Difficulties in acclimatizing feedback may explain why team members may refrain from disclosing regularly until they are referred to the feedback process and assimilate learning around the DBT team consultation principles. Although Swales  asserts that consultation agreements allow for a non-defensive attitude, it appeared that some clinicians felt vulnerable during their previous experience in consultation sessions. Research has previously identified such feedback difficulties  and the current study has shown that feedback complaints may be due to the fact that others feel judged at the beginning or are due to the amount of proposals from team members, sometimes overwhelming. Despite these challenges, the physicians involved in this study stressed their overwhelming desire to have consultation interviews in order to maintain their motivation to continue participating in DBT. BPD can often be comorbid with other mental illnesses (z.B. [32, 33]). In this study, the diversity of work experience within the orientation team helped clarify potentially more complex presentations; such as obtaining relevant knowledge about substance abuse or obtaining team knowledge from psychologists with knowledge about eating disorders. This raises interesting questions about whether a wider range of experiences in the makeup of the consulting team is necessary. Semi-structured interviews were conducted with 11 DBT clinicians (nine women, two men) from three different counselling teams.

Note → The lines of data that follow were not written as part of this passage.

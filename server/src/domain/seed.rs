//! Sample data for the school dashboard
//!
//! Inserts a fixed set of schools, spreads the sample students over them at
//! random, and records one mathematics grade per student dated today.

use rand::Rng;
use rand::SeedableRng;
use rand::rngs::StdRng;
use thiserror::Error;

use crate::core::constants::{SEED_GRADE_SUBJECT, SEED_SCORE_MAX, SEED_SCORE_MIN};
use crate::data::PostgresError;
use crate::data::postgres::{PgPool, repositories};
use crate::data::types::NewStudent;

const SCHOOLS: &[(&str, &str)] = &[
    ("Alef High School", "Tel Aviv"),
    ("Bet Science Academy", "Haifa"),
    ("Gimel Comprehensive", "Jerusalem"),
    ("Dalet Regional School", "Beersheba"),
    ("He Arts and Sciences", "Netanya"),
];

/// (name, grade, math units)
const STUDENTS: &[(&str, &str, i32)] = &[
    ("Noa Levi", "12", 5),
    ("Itai Cohen", "11", 4),
    ("Maya Friedman", "12", 5),
    ("Yonatan Peretz", "10", 3),
    ("Tamar Biton", "11", 5),
    ("Omer Shapira", "12", 4),
    ("Shira Avraham", "10", 3),
    ("Eitan Mizrahi", "11", 5),
    ("Yael Katz", "12", 3),
    ("Ariel Dahan", "10", 4),
    ("Roni Azulay", "11", 4),
    ("Daniel Ben David", "12", 5),
    ("Adi Golan", "10", 3),
    ("Lior Amsalem", "11", 5),
    ("Gal Rosen", "12", 4),
    ("Hila Ohana", "10", 5),
    ("Amit Sasson", "11", 3),
    ("Neta Harel", "12", 4),
    ("Ido Malka", "10", 5),
    ("Michal Segal", "11", 3),
];

#[derive(Error, Debug)]
pub enum SeedError {
    #[error("Database already has {schools} schools (use --force to seed anyway)")]
    AlreadySeeded { schools: usize },

    #[error(transparent)]
    Storage(#[from] PostgresError),
}

/// Rows inserted by a seeding run
#[derive(Debug, Default, Clone, PartialEq, Eq)]
pub struct SeedReport {
    pub schools: usize,
    pub students: usize,
    pub grades: usize,
}

/// Random choices for one sample student
#[derive(Debug, Clone, Copy, PartialEq, Eq)]
struct Placement {
    /// Index into the inserted schools
    school: usize,
    score: i32,
}

/// One placement per sample student
fn plan_placements<R: Rng>(rng: &mut R, school_count: usize, student_count: usize) -> Vec<Placement> {
    (0..student_count)
        .map(|_| Placement {
            school: rng.gen_range(0..school_count),
            score: rng.gen_range(SEED_SCORE_MIN..=SEED_SCORE_MAX),
        })
        .collect()
}

/// Insert the sample schools, students and grades
///
/// Refuses to run when schools already exist unless `force` is set.
pub async fn seed(pool: &PgPool, force: bool) -> Result<SeedReport, SeedError> {
    let existing = repositories::list_schools(pool).await?;
    if !existing.is_empty() && !force {
        return Err(SeedError::AlreadySeeded {
            schools: existing.len(),
        });
    }

    let mut report = SeedReport::default();

    let mut school_ids = Vec::with_capacity(SCHOOLS.len());
    for (name, city) in SCHOOLS {
        school_ids.push(repositories::create_school(pool, name, city).await?.id);
        report.schools += 1;
    }
    tracing::debug!(count = report.schools, "Schools inserted");

    let placements = plan_placements(&mut StdRng::from_entropy(), school_ids.len(), STUDENTS.len());
    let today = chrono::Utc::now().date_naive();

    for (&(name, grade, math_units), placement) in STUDENTS.iter().zip(placements) {
        let student = NewStudent {
            school_id: school_ids[placement.school],
            name,
            grade,
            math_units,
        };
        let student = repositories::create_student(pool, &student).await?;
        report.students += 1;

        repositories::create_grade(pool, student.id, SEED_GRADE_SUBJECT, placement.score, today)
            .await?;
        report.grades += 1;
    }
    tracing::debug!(
        students = report.students,
        grades = report.grades,
        "Students and grades inserted"
    );

    Ok(report)
}
//! Offer repository

use chrono::{DateTime, Utc};
use sqlx::PgPool;

use crate::data::postgres::PostgresError;
use crate::data::types::{NewOffer, OfferRow, OfferStatus};

type OfferTuple = (
    i32,
    i32,
    String,
    String,
    String,
    String,
    Option<String>,
    Option<f64>,
    DateTime<Utc>,
);

const OFFER_COLUMNS: &str = "id, user_id, title, description, category, status, image_url, \
                             estimated_value::float8, created_at";

fn into_row(
    (id, user_id, title, description, category, status, image_url, estimated_value, created_at): OfferTuple,
) -> Result<OfferRow, PostgresError> {
    let status = OfferStatus::parse(&status).ok_or(PostgresError::InvalidValue {
        column: "offers.status",
        value: status,
    })?;

    Ok(OfferRow {
        id,
        user_id,
        title,
        description,
        category,
        status,
        image_url,
        estimated_value,
        created_at,
    })
}

/// List a new offer; status starts as `available`
pub async fn create_offer(pool: &PgPool, offer: &NewOffer<'_>) -> Result<OfferRow, PostgresError> {
    let sql = format!(
        "INSERT INTO offers (user_id, title, description, category, image_url, estimated_value, status) \
         VALUES ($1, $2, $3, $4, $5, $6::numeric, $7) RETURNING {}",
        OFFER_COLUMNS
    );

    let row = sqlx::query_as::<_, OfferTuple>(&sql)
        .bind(offer.user_id)
        .bind(offer.title)
        .bind(offer.description)
        .bind(offer.category)
        .bind(offer.image_url)
        .bind(offer.estimated_value)
        .bind(OfferStatus::default().as_str())
        .fetch_one(pool)
        .await?;

    into_row(row)
}

/// Get an offer by id
pub async fn get_offer(pool: &PgPool, id: i32) -> Result<Option<OfferRow>, PostgresError> {
    let sql = format!("SELECT {} FROM offers WHERE id = $1", OFFER_COLUMNS);
    let row = sqlx::query_as::<_, OfferTuple>(&sql)
        .bind(id)
        .fetch_optional(pool)
        .await?;

    row.map(into_row).transpose()
}

/// Offers listed by a user, newest first
pub async fn list_offers_by_user(pool: &PgPool, user_id: i32) -> Result<Vec<OfferRow>, PostgresError> {
    let sql = format!(
        "SELECT {} FROM offers WHERE user_id = $1 ORDER BY created_at DESC, id DESC",
        OFFER_COLUMNS
    );
    let rows = sqlx::query_as::<_, OfferTuple>(&sql)
        .bind(user_id)
        .fetch_all(pool)
        .await?;

    rows.into_iter().map(into_row).collect()
}


#[cfg(test)]
mod tests {
    use super::*;
    use crate::data::postgres::test_support;

    #[tokio::test]
    #[ignore]
    async fn test_create_offer_defaults_to_available() {
        let pool = test_support::pool().await;
        let user_id = test_fixtures::account(&pool).await;

        let offer = test_fixtures::offer(&pool, user_id, "Chess set").await;
        assert_eq!(offer.status, OfferStatus::Available);
        assert_eq!(offer.estimated_value, Some(12.5));

        let fetched = get_offer(&pool, offer.id).await.unwrap().unwrap();
        assert_eq!(fetched.title, "Chess set");
    }

    #[tokio::test]
    #[ignore]
    async fn test_list_offers_by_user() {
        let pool = test_support::pool().await;
        let owner = test_fixtures::account(&pool).await;
        let other = test_fixtures::account(&pool).await;

        test_fixtures::offer(&pool, owner, "Bike").await;
        test_fixtures::offer(&pool, owner, "Lamp").await;
        test_fixtures::offer(&pool, other, "Guitar").await;

        let offers = list_offers_by_user(&pool, owner).await.unwrap();
        assert_eq!(offers.len(), 2);
        assert!(offers.iter().all(|o| o.user_id == owner));
    }

    #[tokio::test]
    #[ignore]
    async fn test_get_missing_offer() {
        let pool = test_support::pool().await;
        assert!(get_offer(&pool, i32::MAX).await.unwrap().is_none());
    }
}
//! Dashboard page

use std::sync::Arc;

use axum::Router;
use axum::extract::State;
use axum::response::IntoResponse;
use axum::routing::get;
use axum_extra::extract::CookieJar;

use super::auth::current_session;
use crate::api::auth::AuthManager;
use crate::api::pages;

pub fn routes(auth_manager: Arc<AuthManager>) -> Router {
    Router::new()
        .route("/", get(dashboard))
        .with_state(auth_manager)
}

pub async fn dashboard(State(auth_manager): State<Arc<AuthManager>>, jar: CookieJar) -> impl IntoResponse {
    let signed_in = current_session(&auth_manager, &jar).is_some();
    pages::dashboard(signed_in)
}
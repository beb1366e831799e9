//! HTTP middleware (CORS, 404 handler)

use axum::extract::Request;
use axum::http::{HeaderValue, Method, StatusCode, header};
use axum::response::IntoResponse;
use tower_http::cors::{AllowOrigin, CorsLayer};

use crate::core::config::is_all_interfaces;

/// Allowed origins configuration
#[derive(Debug, Clone)]
pub struct AllowedOrigins {
    origins: Vec<String>,
}

impl AllowedOrigins {
    /// Create allowed origins from host and port configuration
    pub fn new(host: &str, port: u16) -> Self {
        // When binding to all interfaces or localhost, allow both localhost
        // and 127.0.0.1; otherwise use the configured host directly.
        let base_hosts: Vec<&str> =
            if is_all_interfaces(host) || host == "127.0.0.1" || host == "localhost" {
                vec!["localhost", "127.0.0.1"]
            } else {
                vec![host]
            };

        let origins = base_hosts
            .iter()
            .flat_map(|h| [format!("http://{}:{}", h, port), format!("http://{}", h)])
            .collect();

        Self { origins }
    }

    /// Check if an origin is allowed
    pub fn is_allowed(&self, origin: &str) -> bool {
        self.origins.iter().any(|o| o == origin)
    }

    /// Get origins as HeaderValues for CORS
    fn as_header_values(&self) -> Vec<HeaderValue> {
        self.origins.iter().filter_map(|o| o.parse().ok()).collect()
    }
}

/// Create CORS layer
pub fn cors(allowed: &AllowedOrigins) -> CorsLayer {
    CorsLayer::new()
        .allow_origin(AllowOrigin::list(allowed.as_header_values()))
        .allow_methods([Method::GET, Method::POST, Method::OPTIONS])
        .allow_headers([header::CONTENT_TYPE, header::ACCEPT, header::ORIGIN])
        .allow_credentials(true)
}

/// Handle 404 Not Found with logging
pub async fn handle_404(req: Request) -> impl IntoResponse {
    tracing::debug!(method = %req.method(), uri = %req.uri(), "[404]");
    (StatusCode::NOT_FOUND, "Not Found")
}

#[cfg(test)]
mod tests {
    use super::*;

    #[test]
    fn test_localhost_origins() {
        let origins = AllowedOrigins::new("127.0.0.1", 3000);
        assert!(origins.is_allowed("http://localhost:3000"));
        assert!(origins.is_allowed("http://127.0.0.1:3000"));
        assert!(!origins.is_allowed("http://evil.example:3000"));
    }

    #[test]
    fn test_all_interfaces_origins() {
        let origins = AllowedOrigins::new("0.0.0.0", 8080);
        assert!(origins.is_allowed("http://localhost:8080"));
        assert!(!origins.is_allowed("http://0.0.0.0:8080"));
    }

    #[test]
    fn test_specific_host_origins() {
        let origins = AllowedOrigins::new("barters.internal", 80);
        assert!(origins.is_allowed("http://barters.internal"));
        assert!(origins.is_allowed("http://barters.internal:80"));
        assert!(!origins.is_allowed("http://localhost:80"));
    }
}
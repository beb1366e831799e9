//! Row types for the barter marketplace tables

use chrono::{DateTime, Utc};
use serde::{Deserialize, Serialize};

use super::enums::{OfferStatus, TradeStatus};

/// Login account, read from either the `users` or the `"User"` table
///
/// `username` and `created_at` are always `None` for dashboard accounts.
#[derive(Debug, Clone)]
pub struct AccountRow {
    pub id: i32,
    pub email: String,
    pub username: Option<String>,
    pub password_hash: String,
    pub created_at: Option<DateTime<Utc>>,
}

/// `offers` row
#[derive(Debug, Clone, Serialize, Deserialize)]
pub struct OfferRow {
    pub id: i32,
    pub user_id: i32,
    pub title: String,
    pub description: String,
    pub category: String,
    pub status: OfferStatus,
    pub image_url: Option<String>,
    pub estimated_value: Option<f64>,
    pub created_at: DateTime<Utc>,
}

/// Insert payload for `offers`
#[derive(Debug, Clone)]
pub struct NewOffer<'a> {
    pub user_id: i32,
    pub title: &'a str,
    pub description: &'a str,
    pub category: &'a str,
    pub image_url: Option<&'a str>,
    pub estimated_value: Option<f64>,
}

/// `trades` row
#[derive(Debug, Clone, Serialize, Deserialize)]
pub struct TradeRow {
    pub id: i32,
    pub offer_id_1: i32,
    pub offer_id_2: i32,
    pub status: TradeStatus,
    pub created_at: DateTime<Utc>,
}

/// `messages` row
#[derive(Debug, Clone, Serialize, Deserialize)]
pub struct MessageRow {
    pub id: i32,
    pub sender_id: i32,
    pub recipient_id: i32,
    pub content: String,
    pub sent_at: DateTime<Utc>,
}
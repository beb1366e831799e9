//! Core application infrastructure

pub(crate) mod banner;
pub mod cli;
pub mod config;
pub mod constants;
pub mod shutdown;

pub use crate::app::CoreApp;
pub use cli::{CliConfig, Commands, DbCommands};
pub use config::{AccountTable, AppConfig, AuthConfig, PostgresConfig, ServerConfig};
pub use shutdown::ShutdownService;
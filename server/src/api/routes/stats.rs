//! School statistics endpoints

use axum::extract::State;
use axum::routing::get;
use axum::{Json, Router};

use crate::api::types::{ApiError, DataResponse};
use crate::data::PgPool;
use crate::domain::{FiveUnitStat, calculate_five_unit_percentage};

/// Create stats routes (mounted under `/api`)
pub fn routes(pool: PgPool) -> Router {
    Router::new()
        .route(
            "/calculate-five-unit-percentage",
            get(five_unit_percentage),
        )
        .with_state(pool)
}

/// Five-unit percentage for every school
///
/// Any failure is answered with a plain `500 Internal Server Error`.
pub async fn five_unit_percentage(
    State(pool): State<PgPool>,
) -> Result<Json<DataResponse<FiveUnitStat>>, ApiError> {
    let stats = calculate_five_unit_percentage(&pool).await?;
    Ok(Json(DataResponse::new(stats)))
}
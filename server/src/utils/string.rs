//! String utility functions

/// Escape text for inclusion in HTML element content or quoted attributes
pub fn escape_html(text: &str) -> String {
    let mut escaped = String::with_capacity(text.len());
    for c in text.chars() {
        match c {
            '&' => escaped.push_str("&amp;"),
            '<' => escaped.push_str("&lt;"),
            '>' => escaped.push_str("&gt;"),
            '"' => escaped.push_str("&quot;"),
            '\'' => escaped.push_str("&#x27;"),
            _ => escaped.push(c),
        }
    }
    escaped
}

#[cfg(test)]
mod tests {
    use super::*;

    #[test]
    fn test_escape_html() {
        assert_eq!(
            escape_html(r#"<a href="x">Tom & 'Jerry'</a>"#),
            "&lt;a href=&quot;x&quot;&gt;Tom &amp; &#x27;Jerry&#x27;&lt;/a&gt;"
        );
    }

    #[test]
    fn test_escape_html_passthrough() {
        assert_eq!(escape_html("noa@school.org"), "noa@school.org");
        assert_eq!(escape_html(""), "");
    }
}
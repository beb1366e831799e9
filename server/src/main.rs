use barters_server::core::CoreApp;

#[tokio::main]
async fn main() {
    if let Err(e) = CoreApp::run().await {
        eprintln!("\nError: {:#}\n", e);
        std::process::exit(1);
    }
}
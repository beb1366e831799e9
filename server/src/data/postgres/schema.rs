//! PostgreSQL table definitions
//!
//! One entry per entity, in foreign-key dependency order. Table names are
//! case-sensitive: the dashboard tables are quoted identifiers.

/// A table the application owns, with the statement that creates it
#[derive(Debug, Clone, Copy)]
pub struct TableDef {
    /// Name as it appears in `information_schema.tables`
    pub name: &'static str,
    pub create_sql: &'static str,
}

pub const SCHOOL: TableDef = TableDef {
    name: "School",
    create_sql: r#"
CREATE TABLE "School" (
    id SERIAL PRIMARY KEY,
    name VARCHAR(255) NOT NULL,
    city VARCHAR(255) NOT NULL
)"#,
};

pub const STUDENT: TableDef = TableDef {
    name: "Student",
    create_sql: r#"
CREATE TABLE "Student" (
    id SERIAL PRIMARY KEY,
    school_id INT NOT NULL REFERENCES "School"(id),
    name VARCHAR(255),
    grade VARCHAR(10),
    math_units INT
)"#,
};

pub const GRADE: TableDef = TableDef {
    name: "Grade",
    create_sql: r#"
CREATE TABLE "Grade" (
    id SERIAL PRIMARY KEY,
    student_id INT NOT NULL REFERENCES "Student"(id),
    subject VARCHAR(255),
    score INT,
    exam_date DATE
)"#,
};

pub const DASHBOARD_USER: TableDef = TableDef {
    name: "User",
    create_sql: r#"
CREATE TABLE "User" (
    id SERIAL PRIMARY KEY,
    email VARCHAR(64) NOT NULL UNIQUE,
    password VARCHAR(64) NOT NULL
)"#,
};

pub const USERS: TableDef = TableDef {
    name: "users",
    create_sql: r#"
CREATE TABLE users (
    id SERIAL PRIMARY KEY,
    username VARCHAR(64) NOT NULL,
    email VARCHAR(64) NOT NULL UNIQUE,
    password VARCHAR(64) NOT NULL,
    profile_image_url TEXT,
    created_at TIMESTAMPTZ NOT NULL DEFAULT now()
)"#,
};

pub const OFFERS: TableDef = TableDef {
    name: "offers",
    create_sql: r#"
CREATE TABLE offers (
    id SERIAL PRIMARY KEY,
    user_id INT NOT NULL REFERENCES users(id),
    title VARCHAR(255) NOT NULL,
    description TEXT NOT NULL,
    category VARCHAR(50) NOT NULL,
    image_url TEXT,
    status VARCHAR(20) NOT NULL DEFAULT 'available'
        CHECK (status IN ('available', 'exchanged')),
    estimated_value DECIMAL(10, 2),
    created_at TIMESTAMPTZ NOT NULL DEFAULT now()
)"#,
};

pub const TRADES: TableDef = TableDef {
    name: "trades",
    create_sql: r#"
CREATE TABLE trades (
    id SERIAL PRIMARY KEY,
    offer_id_1 INT NOT NULL REFERENCES offers(id),
    offer_id_2 INT NOT NULL REFERENCES offers(id),
    status VARCHAR(20) NOT NULL DEFAULT 'in_process'
        CHECK (status IN ('in_process', 'completed', 'pending')),
    created_at TIMESTAMPTZ NOT NULL DEFAULT now(),
    CHECK (offer_id_1 <> offer_id_2)
)"#,
};

pub const MESSAGES: TableDef = TableDef {
    name: "messages",
    create_sql: r#"
CREATE TABLE messages (
    id SERIAL PRIMARY KEY,
    sender_id INT NOT NULL REFERENCES users(id),
    recipient_id INT NOT NULL REFERENCES users(id),
    content TEXT NOT NULL,
    sent_at TIMESTAMPTZ NOT NULL DEFAULT now()
)"#,
};

/// Every table, referenced tables before the tables that reference them
pub const TABLES: [TableDef; 8] = [
    SCHOOL,
    STUDENT,
    GRADE,
    DASHBOARD_USER,
    USERS,
    OFFERS,
    TRADES,
    MESSAGES,
];

#[cfg(test)]
mod tests {
    use super::*;
    use crate::data::types::{OfferStatus, TradeStatus};

    /// Names referenced via `REFERENCES x(` or `REFERENCES "x"(`
    fn referenced_tables(sql: &str) -> Vec<String> {
        sql.split("REFERENCES ")
            .skip(1)
            .filter_map(|rest| rest.split('(').next())
            .map(|name| name.trim().trim_matches('"').to_string())
            .collect()
    }

    #[test]
    fn test_tables_are_in_dependency_order() {
        for (idx, table) in TABLES.iter().enumerate() {
            for target in referenced_tables(table.create_sql) {
                let pos = TABLES
                    .iter()
                    .position(|t| t.name == target)
                    .unwrap_or_else(|| panic!("{} references unknown table {}", table.name, target));
                assert!(
                    pos < idx,
                    "{} must be created after {}",
                    table.name,
                    target
                );
            }
        }
    }

    #[test]
    fn test_table_names_unique() {
        let mut names: Vec<_> = TABLES.iter().map(|t| t.name).collect();
        names.sort_unstable();
        names.dedup();
        assert_eq!(names.len(), TABLES.len());
    }

    #[test]
    fn test_create_sql_names_its_table() {
        for table in TABLES {
            let quoted = format!("CREATE TABLE \"{}\" (", table.name);
            let bare = format!("CREATE TABLE {} (", table.name);
            assert!(
                table.create_sql.contains(&quoted) || table.create_sql.contains(&bare),
                "create_sql for {} creates a different table",
                table.name
            );
        }
    }

    #[test]
    fn test_account_emails_unique() {
        assert!(DASHBOARD_USER.create_sql.contains("email VARCHAR(64) NOT NULL UNIQUE"));
        assert!(USERS.create_sql.contains("email VARCHAR(64) NOT NULL UNIQUE"));
    }

    #[test]
    fn test_status_checks_cover_enums() {
        for status in OfferStatus::ALL {
            assert!(OFFERS.create_sql.contains(&format!("'{}'", status.as_str())));
        }
        for status in TradeStatus::ALL {
            assert!(TRADES.create_sql.contains(&format!("'{}'", status.as_str())));
        }
    }
}
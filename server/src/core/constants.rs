// =============================================================================
// Application Identity
// =============================================================================

/// Application name in title case (for display)
pub const APP_NAME: &str = "Barters";

/// Unix-style dotfile folder name
pub const APP_DOT_FOLDER: &str = ".barters";

// =============================================================================
// Configuration Files
// =============================================================================

/// Config file name
pub const CONFIG_FILE_NAME: &str = "barters.json";

/// Environment variable for config file path
pub const ENV_CONFIG: &str = "BARTERS_CONFIG";

// =============================================================================
// Environment Variables - Server
// =============================================================================

/// Environment variable for server host
pub const ENV_HOST: &str = "BARTERS_HOST";

/// Environment variable for server port
pub const ENV_PORT: &str = "BARTERS_PORT";

/// Environment variable for log level/filter
pub const ENV_LOG: &str = "BARTERS_LOG";

// =============================================================================
// Server Defaults
// =============================================================================

/// Default server host
pub const DEFAULT_HOST: &str = "127.0.0.1";

/// Default server port
pub const DEFAULT_PORT: u16 = 3000;

// =============================================================================
// Authentication
// =============================================================================

/// Environment variable for the session signing secret
pub const ENV_SESSION_SECRET: &str = "BARTERS_SESSION_SECRET";

/// Environment variable selecting the account table (barter or dashboard)
pub const ENV_ACCOUNTS: &str = "BARTERS_ACCOUNTS";

/// Cookie name for session token
pub const SESSION_COOKIE_NAME: &str = "barters_session";

/// Default session TTL in days
pub const DEFAULT_SESSION_TTL_DAYS: u32 = 30;

/// Length of the generated signing key when none is configured
pub const GENERATED_SESSION_SECRET_LEN: usize = 32;

/// bcrypt work factor for stored passwords
pub const PASSWORD_HASH_COST: u32 = 10;

/// Column width of the email and username columns
pub const EMAIL_COLUMN_LEN: usize = 64;

// =============================================================================
// PostgreSQL Database
// =============================================================================

/// Environment variable for the PostgreSQL connection URL
pub const ENV_POSTGRES_URL: &str = "POSTGRES_URL";

/// SSL mode appended to the connection URL when it names none
pub const POSTGRES_DEFAULT_SSLMODE: &str = "disable";

/// Default max connections in pool
pub const POSTGRES_DEFAULT_MAX_CONNECTIONS: u32 = 10;

/// Default min connections to keep warm
pub const POSTGRES_DEFAULT_MIN_CONNECTIONS: u32 = 1;

/// Default connection acquire timeout in seconds
pub const POSTGRES_DEFAULT_ACQUIRE_TIMEOUT_SECS: u64 = 30;

/// Default idle connection timeout in seconds (10 minutes)
pub const POSTGRES_DEFAULT_IDLE_TIMEOUT_SECS: u64 = 600;

/// Default statement timeout in seconds
pub const POSTGRES_DEFAULT_STATEMENT_TIMEOUT_SECS: u64 = 60;

/// Advisory lock key serializing schema provisioning across processes
pub const PROVISION_LOCK_KEY: i64 = 0x6261_7274_6572_73;

// =============================================================================
// Request Body Limits
// =============================================================================

/// Default body limit for requests (1 MB)
pub const DEFAULT_BODY_LIMIT: usize = 1024 * 1024;

/// Body limit for form posts on auth pages (64 KB)
pub const AUTH_BODY_LIMIT: usize = 64 * 1024;

// =============================================================================
// Shutdown
// =============================================================================

/// Graceful shutdown timeout in seconds
pub const SHUTDOWN_TIMEOUT_SECS: u64 = 30;

// =============================================================================
// Sample Data
// =============================================================================

/// Subject recorded on seeded grades
pub const SEED_GRADE_SUBJECT: &str = "Mathematics";

/// Inclusive score range for seeded grades
pub const SEED_SCORE_MIN: i32 = 60;
pub const SEED_SCORE_MAX: i32 = 100;
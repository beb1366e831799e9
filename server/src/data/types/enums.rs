//! Status enumerations for barter rows
//!
//! Stored as lowercase snake_case strings and constrained by CHECK clauses in
//! the schema, so a value outside these sets never reaches the application.

use std::fmt;

use serde::{Deserialize, Serialize};

/// Lifecycle of an offer listing
#[derive(Debug, Clone, Copy, PartialEq, Eq, Serialize, Deserialize, Default)]
#[serde(rename_all = "snake_case")]
pub enum OfferStatus {
    #[default]
    Available,
    Exchanged,
}

impl OfferStatus {
    pub const ALL: [Self; 2] = [Self::Available, Self::Exchanged];

    pub fn parse(s: &str) -> Option<Self> {
        match s.to_lowercase().as_str() {
            "available" => Some(Self::Available),
            "exchanged" => Some(Self::Exchanged),
            _ => None,
        }
    }

    pub fn as_str(&self) -> &'static str {
        match self {
            Self::Available => "available",
            Self::Exchanged => "exchanged",
        }
    }
}

impl fmt::Display for OfferStatus {
    fn fmt(&self, f: &mut fmt::Formatter<'_>) -> fmt::Result {
        write!(f, "{}", self.as_str())
    }
}

/// Negotiation state of a trade between two offers
#[derive(Debug, Clone, Copy, PartialEq, Eq, Serialize, Deserialize, Default)]
#[serde(rename_all = "snake_case")]
pub enum TradeStatus {
    #[default]
    InProcess,
    Pending,
    Completed,
}

impl TradeStatus {
    pub const ALL: [Self; 3] = [Self::InProcess, Self::Pending, Self::Completed];

    pub fn parse(s: &str) -> Option<Self> {
        match s.to_lowercase().as_str() {
            "in_process" => Some(Self::InProcess),
            "pending" => Some(Self::Pending),
            "completed" => Some(Self::Completed),
            _ => None,
        }
    }

    pub fn as_str(&self) -> &'static str {
        match self {
            Self::InProcess => "in_process",
            Self::Pending => "pending",
            Self::Completed => "completed",
        }
    }
}

impl fmt::Display for TradeStatus {
    fn fmt(&self, f: &mut fmt::Formatter<'_>) -> fmt::Result {
        write!(f, "{}", self.as_str())
    }
}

The research project used an interpretive concept of phenomenological analysis (IAP). The interview data were analysed in this context. 6. Error agreement: we agree in advance that we are all fallible and that we make mistakes. We agree that we have probably done everything we are accused of or have done part of it in order to be able to adopt a defensive attitude to prove our virtue or competence. Since we are fallible, there is a consensus that we will inevitably violate all these agreements, and once that is done, we will rely on each other to emphasize polarity and move on to a synthesis. For many participants, acclimatization to the model was facilitated by a growing familiarity with the fundamental principles of the DBT philosophy. The ability of the consultation team to facilitate learning and confidence was supported by the regular review of the DBT agreements, which is regularly reviewed by an agreement at each meeting. While participants often had early gaps in theoretical knowledge, many found the basic principles of DBT in terms of dementia and the nature of truth, in order to learn more about collaborative agreements. The resulting effect was to reduce the pressure, always correctly on the model and how the work should be completed. Consultation meetings are guided by a series of agreements proposing how physicians should interact with each other in consultation and which will be used in conjunction with a meeting program.
Swales  suggests that three of the agreements are particularly important for an appropriate learning and support atmosphere in consultation: “phenomenal empathy,” “deception” and “dialectic” agreements. With the “phenomenological empathy” agreement, clinicians seek interpretations of patients, members of their own team and others from a non-discerizing and empathetic perspective. Using the “deception” agreement, doctors recognize that all members of the consultation are subject to potential errors and agree to let go of defensive postures when they are accused of making mistakes in synthesising opposing views. Finally, doctors recognize with the “dialectical agreement” that there is no absolute truth, and doctors are encouraged to seek the truth in conflicting opinions in order to obtain the synthesis of both positions.